Within these entries, which lines include the string "mpsc"? Copy each one.

**** Given data ****

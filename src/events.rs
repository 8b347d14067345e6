use serde::{Deserialize, Serialize};
use tokio::sync::mpsc;
use tracing::{info, warn};
use uuid::Uuid;

/// Domain events emitted after each successful mutation.
#[derive(Debug, Clone, Serialize, Deserialize)]
pub enum Event {
    ItemCreated(Uuid),
    ItemUpdated(Uuid),
    ItemDeleted(Uuid),
    ItemCheckedOut(Uuid),
    ItemCheckedIn(Uuid),
    MaintenanceScheduled {
        item_id: Uuid,
        due: chrono::NaiveDate,
    },
    MaintenanceCompleted(Uuid),
    ItemRetired(Uuid),
}

#[derive(Debug, Clone)]
pub struct EventSender {
    sender: mpsc::Sender<Event>,
}

impl EventSender {
    /// Creates a new EventSender
    pub fn new(sender: mpsc::Sender<Event>) -> Self {
        Self { sender }
    }

    /// Sends an event asynchronously
    pub async fn send(&self, event: Event) -> Result<(), String> {
        self.sender
            .send(event)
            .await
            .map_err(|e| format!("Failed to send event: {}", e))
    }
}

/// Drains the event channel, logging each event. External integrations hook
/// in here; the core itself only observes.
pub async fn process_events(mut receiver: mpsc::Receiver<Event>) {
    while let Some(event) = receiver.recv().await {
        match &event {
            Event::MaintenanceScheduled { item_id, due } => {
                info!(item_id = %item_id, due = %due, "event: maintenance scheduled");
            }
            other => info!(event = ?other, "event"),
        }
    }
    warn!("Event channel closed; event processor exiting");
}

#[cfg(test)]
mod tests {
    use super::*;

    #[tokio::test]
    async fn send_delivers_event() {
        let (tx, mut rx) = mpsc::channel(4);
        let sender = EventSender::new(tx);

        let id = Uuid::new_v4();
        sender.send(Event::ItemCreated(id)).await.unwrap();

        match rx.recv().await {
            Some(Event::ItemCreated(got)) => assert_eq!(got, id),
            other => panic!("unexpected event: {:?}", other),
        }
    }

    #[tokio::test]
    async fn send_fails_when_receiver_dropped() {
        let (tx, rx) = mpsc::channel(1);
        drop(rx);
        let sender = EventSender::new(tx);

        let result = sender.send(Event::ItemDeleted(Uuid::new_v4())).await;
        assert!(result.is_err());
    }
}
use sea_orm_migration::prelude::*;

#[derive(DeriveMigrationName)]
pub struct Migration;

#[async_trait::async_trait]
impl MigrationTrait for Migration {
    async fn up(&self, manager: &SchemaManager) -> Result<(), DbErr> {
        manager
            .create_table(
                Table::create()
                    .table(InventoryItems::Table)
                    .if_not_exists()
                    .col(
                        ColumnDef::new(InventoryItems::Id)
                            .uuid()
                            .primary_key()
                            .not_null(),
                    )
                    .col(
                        ColumnDef::new(InventoryItems::Name)
                            .string_len(120)
                            .not_null(),
                    )
                    .col(ColumnDef::new(InventoryItems::Description).text().null())
                    .col(ColumnDef::new(InventoryItems::Category).string().null())
                    .col(
                        ColumnDef::new(InventoryItems::Quantity)
                            .integer()
                            .not_null()
                            .default(1),
                    )
                    .col(ColumnDef::new(InventoryItems::Location).string().null())
                    .col(ColumnDef::new(InventoryItems::GpsLat).double().null())
                    .col(ColumnDef::new(InventoryItems::GpsLng).double().null())
                    .col(
                        ColumnDef::new(InventoryItems::Status)
                            .string_len(32)
                            .not_null()
                            .default("available"),
                    )
                    .col(
                        ColumnDef::new(InventoryItems::LastCheckedIn)
                            .timestamp_with_time_zone()
                            .null(),
                    )
                    .col(
                        ColumnDef::new(InventoryItems::LastCheckedOut)
                            .timestamp_with_time_zone()
                            .null(),
                    )
                    .col(ColumnDef::new(InventoryItems::MaintenanceDue).date().null())
                    .col(
                        ColumnDef::new(InventoryItems::MaintenanceNotes)
                            .text()
                            .null(),
                    )
                    .col(
                        ColumnDef::new(InventoryItems::CreatedAt)
                            .timestamp_with_time_zone()
                            .not_null(),
                    )
                    .col(
                        ColumnDef::new(InventoryItems::UpdatedAt)
                            .timestamp_with_time_zone()
                            .not_null(),
                    )
                    .to_owned(),
            )
            .await?;

        // Dashboard queries filter on status; maintenance alerts scan by due date.
        manager
            .create_index(
                Index::create()
                    .name("idx_inventory_items_status")
                    .table(InventoryItems::Table)
                    .col(InventoryItems::Status)
                    .if_not_exists()
                    .to_owned(),
            )
            .await?;

        manager
            .create_index(
                Index::create()
                    .name("idx_inventory_items_maintenance_due")
                    .table(InventoryItems::Table)
                    .col(InventoryItems::MaintenanceDue)
                    .if_not_exists()
                    .to_owned(),
            )
            .await?;

        Ok(())
    }

    async fn down(&self, manager: &SchemaManager) -> Result<(), DbErr> {
        manager
            .drop_table(Table::drop().table(InventoryItems::Table).to_owned())
            .await
    }
}

#[derive(Iden)]
enum InventoryItems {
    Table,
    Id,
    Name,
    Description,
    Category,
    Quantity,
    Location,
    GpsLat,
    GpsLng,
    Status,
    LastCheckedIn,
    LastCheckedOut,
    MaintenanceDue,
    MaintenanceNotes,
    CreatedAt,
    UpdatedAt,
}
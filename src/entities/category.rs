use sea_orm::entity::prelude::*;
use serde::{Deserialize, Serialize};

/// Autocomplete lookup of distinct category names. Not a foreign key target;
/// `inventory_items.category` stays a plain string.
#[derive(Clone, Debug, PartialEq, Eq, DeriveEntityModel, Serialize, Deserialize)]
#[sea_orm(table_name = "categories")]
pub struct Model {
    #[sea_orm(primary_key)]
    pub id: i32,
    #[sea_orm(unique)]
    pub name: String,
}

#[derive(Copy, Clone, Debug, EnumIter, DeriveRelation)]
pub enum Relation {}

impl ActiveModelBehavior for ActiveModel {}
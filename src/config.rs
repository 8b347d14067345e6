use config::{Config, ConfigError, Environment, File};
use serde::Deserialize;
use std::env;
use std::path::Path;
use thiserror::Error;
use tracing::info;
use validator::Validate;

/// Default values for configuration
const DEFAULT_LOG_LEVEL: &str = "info";
const DEFAULT_ENV: &str = "development";
const DEFAULT_HOST: &str = "0.0.0.0";
const DEFAULT_PORT: u16 = 8080;
const CONFIG_DIR: &str = "config";
const DEFAULT_DATABASE_URL: &str = "sqlite://yardtrack.db?mode=rwc";
const DEFAULT_ALERT_WINDOW_DAYS: i64 = 7;

/// Application configuration structure with validation
#[derive(Clone, Debug, Deserialize, Validate)]
#[serde(deny_unknown_fields)]
pub struct AppConfig {
    /// Database connection URL
    pub database_url: String,

    /// Server host address
    pub host: String,

    /// Server port
    #[serde(default = "default_port")]
    pub port: u16,

    /// Application environment
    pub environment: String,

    /// Logging level
    #[serde(default = "default_log_level")]
    pub log_level: String,

    /// Log in JSON format (structured logging)
    #[serde(default)]
    pub log_json: bool,

    /// Whether to run database migrations on startup
    #[serde(default)]
    pub auto_migrate: bool,

    /// Lookahead window, in days, for maintenance alerts
    #[serde(default = "default_alert_window_days")]
    #[validate(range(min = 0, max = 365))]
    pub maintenance_alert_days: i64,

    /// CORS: comma-separated list of allowed origins
    #[serde(default)]
    pub cors_allowed_origins: Option<String>,

    /// DB pool: max connections
    #[serde(default = "default_db_max_connections")]
    pub db_max_connections: u32,

    /// DB pool: min connections
    #[serde(default = "default_db_min_connections")]
    pub db_min_connections: u32,
}

fn default_port() -> u16 {
    DEFAULT_PORT
}

fn default_log_level() -> String {
    DEFAULT_LOG_LEVEL.to_string()
}

fn default_alert_window_days() -> i64 {
    DEFAULT_ALERT_WINDOW_DAYS
}

fn default_db_max_connections() -> u32 {
    10
}

fn default_db_min_connections() -> u32 {
    1
}

impl AppConfig {
    /// Construct a configuration directly, used by tests.
    pub fn new(
        database_url: String,
        host: String,
        port: u16,
        environment: String,
    ) -> Self {
        Self {
            database_url,
            host,
            port,
            environment,
            log_level: default_log_level(),
            log_json: false,
            auto_migrate: false,
            maintenance_alert_days: DEFAULT_ALERT_WINDOW_DAYS,
            cors_allowed_origins: None,
            db_max_connections: default_db_max_connections(),
            db_min_connections: default_db_min_connections(),
        }
    }

    pub fn log_level(&self) -> &str {
        &self.log_level
    }

    pub fn is_development(&self) -> bool {
        self.environment.eq_ignore_ascii_case("development") || self.environment.eq_ignore_ascii_case("dev")
    }

    /// Lookahead window for the Status & Alert Engine, passed explicitly at
    /// each call site rather than held as a process-wide mutable default.
    pub fn alert_window(&self) -> chrono::Duration {
        chrono::Duration::days(self.maintenance_alert_days)
    }
}

#[derive(Debug, Error)]
pub enum AppConfigError {
    #[error("configuration error: {0}")]
    Config(#[from] ConfigError),

    #[error("configuration validation failed: {0}")]
    Validation(#[from] validator::ValidationErrors),
}

/// Loads configuration from `config/` files layered with `APP__`-prefixed
/// environment variables. Files are optional; defaults cover local runs.
pub fn load_config() -> Result<AppConfig, AppConfigError> {
    let run_env = env::var("RUN_ENV")
        .or_else(|_| env::var("APP_ENV"))
        .unwrap_or_else(|_| DEFAULT_ENV.to_string());
    info!("Loading configuration for environment: {}", run_env);

    if !Path::new(CONFIG_DIR).exists() {
        info!(
            "Config directory '{}' not found; relying on built-in defaults and environment variables",
            CONFIG_DIR
        );
    }

    let config = Config::builder()
        .set_default("database_url", DEFAULT_DATABASE_URL)?
        .set_default("host", DEFAULT_HOST)?
        .set_default("port", DEFAULT_PORT)?
        .set_default("environment", DEFAULT_ENV)?
        .set_default("log_level", DEFAULT_LOG_LEVEL)?
        .set_default("log_json", false)?
        .set_default("maintenance_alert_days", DEFAULT_ALERT_WINDOW_DAYS)?
        .add_source(File::with_name(&format!("{}/default", CONFIG_DIR)).required(false))
        .add_source(File::with_name(&format!("{}/{}", CONFIG_DIR, run_env)).required(false))
        .add_source(Environment::with_prefix("APP").separator("__"))
        .build()?;

    let app_config: AppConfig = config.try_deserialize()?;
    app_config.validate()?;

    Ok(app_config)
}

/// Initialize the tracing subscriber. `RUST_LOG` overrides the configured
/// level when set.
pub fn init_tracing(level: &str, json: bool) {
    use tracing_subscriber::{fmt, layer::SubscriberExt, util::SubscriberInitExt, EnvFilter};

    let default_directive = format!("yardtrack_api={},tower_http=debug", level);
    let filter_directive = env::var("RUST_LOG")
        .ok()
        .filter(|s| !s.trim().is_empty())
        .unwrap_or(default_directive);

    let filter = EnvFilter::try_new(filter_directive)
        .unwrap_or_else(|_| EnvFilter::new(DEFAULT_LOG_LEVEL));

    if json {
        let _ = tracing_subscriber::registry()
            .with(filter)
            .with(fmt::layer().json())
            .try_init();
    } else {
        let _ = tracing_subscriber::registry()
            .with(filter)
            .with(fmt::layer())
            .try_init();
    }
}

#[cfg(test)]
mod tests {
    use super::*;

    #[test]
    fn alert_window_reflects_configured_days() {
        let mut cfg = AppConfig::new(
            "sqlite::memory:".into(),
            "127.0.0.1".into(),
            0,
            "test".into(),
        );
        assert_eq!(cfg.alert_window(), chrono::Duration::days(7));

        cfg.maintenance_alert_days = 14;
        assert_eq!(cfg.alert_window(), chrono::Duration::days(14));
    }

    #[test]
    fn alert_window_days_out_of_range_fails_validation() {
        let mut cfg = AppConfig::new(
            "sqlite::memory:".into(),
            "127.0.0.1".into(),
            0,
            "test".into(),
        );
        cfg.maintenance_alert_days = 400;
        assert!(cfg.validate().is_err());
    }
}
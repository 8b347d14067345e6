use axum::{
    extract::State,
    http::StatusCode,
    response::{IntoResponse, Json},
    routing::get,
    Router,
};
use serde_json::json;
use std::time::Instant;

use crate::AppState;

/// Basic liveness probe - just checks if the service is running
async fn liveness_check() -> impl IntoResponse {
    Json(json!({
        "status": "up",
        "version": env!("CARGO_PKG_VERSION"),
        "timestamp": chrono::Utc::now().to_rfc3339()
    }))
}

/// Readiness probe - checks database connectivity before admitting traffic
async fn readiness_check(
    State(state): State<AppState>,
) -> Result<impl IntoResponse, (StatusCode, Json<serde_json::Value>)> {
    let start = Instant::now();

    let db_check_start = Instant::now();
    let db_result = crate::db::check_connection(&state.db).await;
    let db_latency = db_check_start.elapsed().as_millis() as u64;

    if db_result.is_ok() {
        Ok((
            StatusCode::OK,
            Json(json!({
                "status": "ready",
                "checks": {
                    "database": {
                        "status": "up",
                        "latency_ms": db_latency
                    }
                },
                "response_time_ms": start.elapsed().as_millis()
            })),
        ))
    } else {
        Err((
            StatusCode::SERVICE_UNAVAILABLE,
            Json(json!({
                "status": "not_ready",
                "checks": {
                    "database": {
                        "status": "down",
                        "error": db_result.err().map(|e| e.to_string())
                    }
                },
                "response_time_ms": start.elapsed().as_millis()
            })),
        ))
    }
}

/// Creates the router for health check endpoints
///
/// Endpoints:
/// - GET /health       - Basic liveness probe (always returns 200 if the server is running)
/// - GET /health/ready - Readiness probe (checks database connectivity)
pub fn health_routes() -> Router<AppState> {
    Router::new()
        .route("/", get(liveness_check))
        .route("/ready", get(readiness_check))
}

****

Your solution:
use tokio::sync::mpsc;
    sender: mpsc::Sender<Event>,
    pub fn new(sender: mpsc::Sender<Event>) -> Self {
pub async fn process_events(mut receiver: mpsc::Receiver<Event>) {
        let (tx, mut rx) = mpsc::channel(4);
        let (tx, rx) = mpsc::channel(1);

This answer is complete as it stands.